Stored items:

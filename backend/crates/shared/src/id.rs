//! Typed Identifiers
//!
//! UUID-backed ids with a phantom marker per entity, so a review id
//! cannot be handed to code expecting a listing id.

use std::fmt;
use std::hash::{Hash, Hasher};
use std::marker::PhantomData;
use uuid::Uuid;

/// Typed wrapper around a UUID v4
///
/// ```
/// use kernel::id::{Id, markers};
/// type ListingId = Id<markers::Listing>;
/// let id = ListingId::new();
/// ```
pub struct Id<T> {
    value: Uuid,
    _marker: PhantomData<T>,
}

// Manual impls so markers stay bare unit structs; derives would demand
// Clone/Copy/etc. on the marker itself.
impl<T> Clone for Id<T> {
    fn clone(&self) -> Self {
        *self
    }
}

impl<T> Copy for Id<T> {}

impl<T> PartialEq for Id<T> {
    fn eq(&self, other: &Self) -> bool {
        self.value == other.value
    }
}

impl<T> Eq for Id<T> {}

impl<T> Hash for Id<T> {
    fn hash<H: Hasher>(&self, state: &mut H) {
        self.value.hash(state);
    }
}

impl<T> Id<T> {
    /// Mint a fresh random id
    pub fn new() -> Self {
        Self::from_uuid(Uuid::new_v4())
    }

    /// Wrap an existing UUID, e.g. one read back from the database
    pub fn from_uuid(uuid: Uuid) -> Self {
        Self {
            value: uuid,
            _marker: PhantomData,
        }
    }

    /// Borrow the underlying UUID
    pub fn as_uuid(&self) -> &Uuid {
        &self.value
    }

    /// Unwrap into the underlying UUID
    pub fn into_uuid(self) -> Uuid {
        self.value
    }
}

impl<T> fmt::Debug for Id<T> {
    fn fmt(&self, f: &mut fmt::Formatter<'_>) -> fmt::Result {
        write!(f, "Id({})", self.value)
    }
}

// Display is the bare UUID so ids can go straight into URLs
impl<T> fmt::Display for Id<T> {
    fn fmt(&self, f: &mut fmt::Formatter<'_>) -> fmt::Result {
        fmt::Display::fmt(&self.value, f)
    }
}

impl<T> From<Uuid> for Id<T> {
    fn from(uuid: Uuid) -> Self {
        Self::from_uuid(uuid)
    }
}

impl<T> From<Id<T>> for Uuid {
    fn from(id: Id<T>) -> Self {
        id.value
    }
}

/// Phantom markers, one per entity
pub mod markers {
    pub struct Listing;
    pub struct Review;
}

pub type ListingId = Id<markers::Listing>;
pub type ReviewId = Id<markers::Review>;

#[cfg(test)]
mod tests {
    use super::*;

    #[test]
    fn test_markers_keep_types_apart() {
        // Compiles only because the two aliases stay separate types
        fn takes_listing(id: ListingId) -> Uuid {
            id.into_uuid()
        }
        let listing: ListingId = Id::new();
        let _review: ReviewId = Id::new();
        takes_listing(listing);
    }

    #[test]
    fn test_round_trip_and_equality() {
        let uuid = Uuid::new_v4();
        let id: ReviewId = Id::from_uuid(uuid);

        assert_eq!(id.as_uuid(), &uuid);
        assert_eq!(id, ReviewId::from(uuid));
        assert_ne!(id, ReviewId::new());
    }

    #[test]
    fn test_display_is_url_ready() {
        let uuid = Uuid::new_v4();
        let id: ListingId = Id::from_uuid(uuid);
        assert_eq!(id.to_string(), uuid.to_string());
        assert_eq!(format!("{id:?}"), format!("Id({uuid})"));
    }
}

## EXERCISE DESCRIPTION
The entries above are to be output exactly as they appear.

## COMPLETED EXERCISE
filename backend/crates/shared/src/id.rs
//! Typed Identifiers
//!
//! UUID-backed ids with a phantom marker per entity, so a review id
//! cannot be handed to code expecting a listing id.

use std::fmt;
use std::hash::{Hash, Hasher};
use std::marker::PhantomData;
use uuid::Uuid;

/// Typed wrapper around a UUID v4
///
/// ```
/// use kernel::id::{Id, markers};
/// type ListingId = Id<markers::Listing>;
/// let id = ListingId::new();
/// ```
pub struct Id<T> {
    value: Uuid,
    _marker: PhantomData<T>,
}

// Manual impls so markers stay bare unit structs; derives would demand
// Clone/Copy/etc. on the marker itself.
impl<T> Clone for Id<T> {
    fn clone(&self) -> Self {
        *self
    }
}

impl<T> Copy for Id<T> {}

impl<T> PartialEq for Id<T> {
    fn eq(&self, other: &Self) -> bool {
        self.value == other.value
    }
}

impl<T> Eq for Id<T> {}

impl<T> Hash for Id<T> {
    fn hash<H: Hasher>(&self, state: &mut H) {
        self.value.hash(state);
    }
}

impl<T> Id<T> {
    /// Mint a fresh random id
    pub fn new() -> Self {
        Self::from_uuid(Uuid::new_v4())
    }

    /// Wrap an existing UUID, e.g. one read back from the database
    pub fn from_uuid(uuid: Uuid) -> Self {
        Self {
            value: uuid,
            _marker: PhantomData,
        }
    }

    /// Borrow the underlying UUID
    pub fn as_uuid(&self) -> &Uuid {
        &self.value
    }

    /// Unwrap into the underlying UUID
    pub fn into_uuid(self) -> Uuid {
        self.value
    }
}

impl<T> fmt::Debug for Id<T> {
    fn fmt(&self, f: &mut fmt::Formatter<'_>) -> fmt::Result {
        write!(f, "Id({})", self.value)
    }
}

// Display is the bare UUID so ids can go straight into URLs
impl<T> fmt::Display for Id<T> {
    fn fmt(&self, f: &mut fmt::Formatter<'_>) -> fmt::Result {
        fmt::Display::fmt(&self.value, f)
    }
}

impl<T> From<Uuid> for Id<T> {
    fn from(uuid: Uuid) -> Self {
        Self::from_uuid(uuid)
    }
}

impl<T> From<Id<T>> for Uuid {
    fn from(id: Id<T>) -> Self {
        id.value
    }
}

/// Phantom markers, one per entity
pub mod markers {
    pub struct Listing;
    pub struct Review;
}

pub type ListingId = Id<markers::Listing>;
pub type ReviewId = Id<markers::Review>;

#[cfg(test)]
mod tests {
    use super::*;

    #[test]
    fn test_markers_keep_types_apart() {
        // Compiles only because the two aliases stay separate types
        fn takes_listing(id: ListingId) -> Uuid {
            id.into_uuid()
        }
        let listing: ListingId = Id::new();
        let _review: ReviewId = Id::new();
        takes_listing(listing);
    }

    #[test]
    fn test_round_trip_and_equality() {
        let uuid = Uuid::new_v4();
        let id: ReviewId = Id::from_uuid(uuid);

        assert_eq!(id.as_uuid(), &uuid);
        assert_eq!(id, ReviewId::from(uuid));
        assert_ne!(id, ReviewId::new());
    }

    #[test]
    fn test_display_is_url_ready() {
        let uuid = Uuid::new_v4();
        let id: ListingId = Id::from_uuid(uuid);
        assert_eq!(id.to_string(), uuid.to_string());
        assert_eq!(format!("{id:?}"), format!("Id({uuid})"));
    }
}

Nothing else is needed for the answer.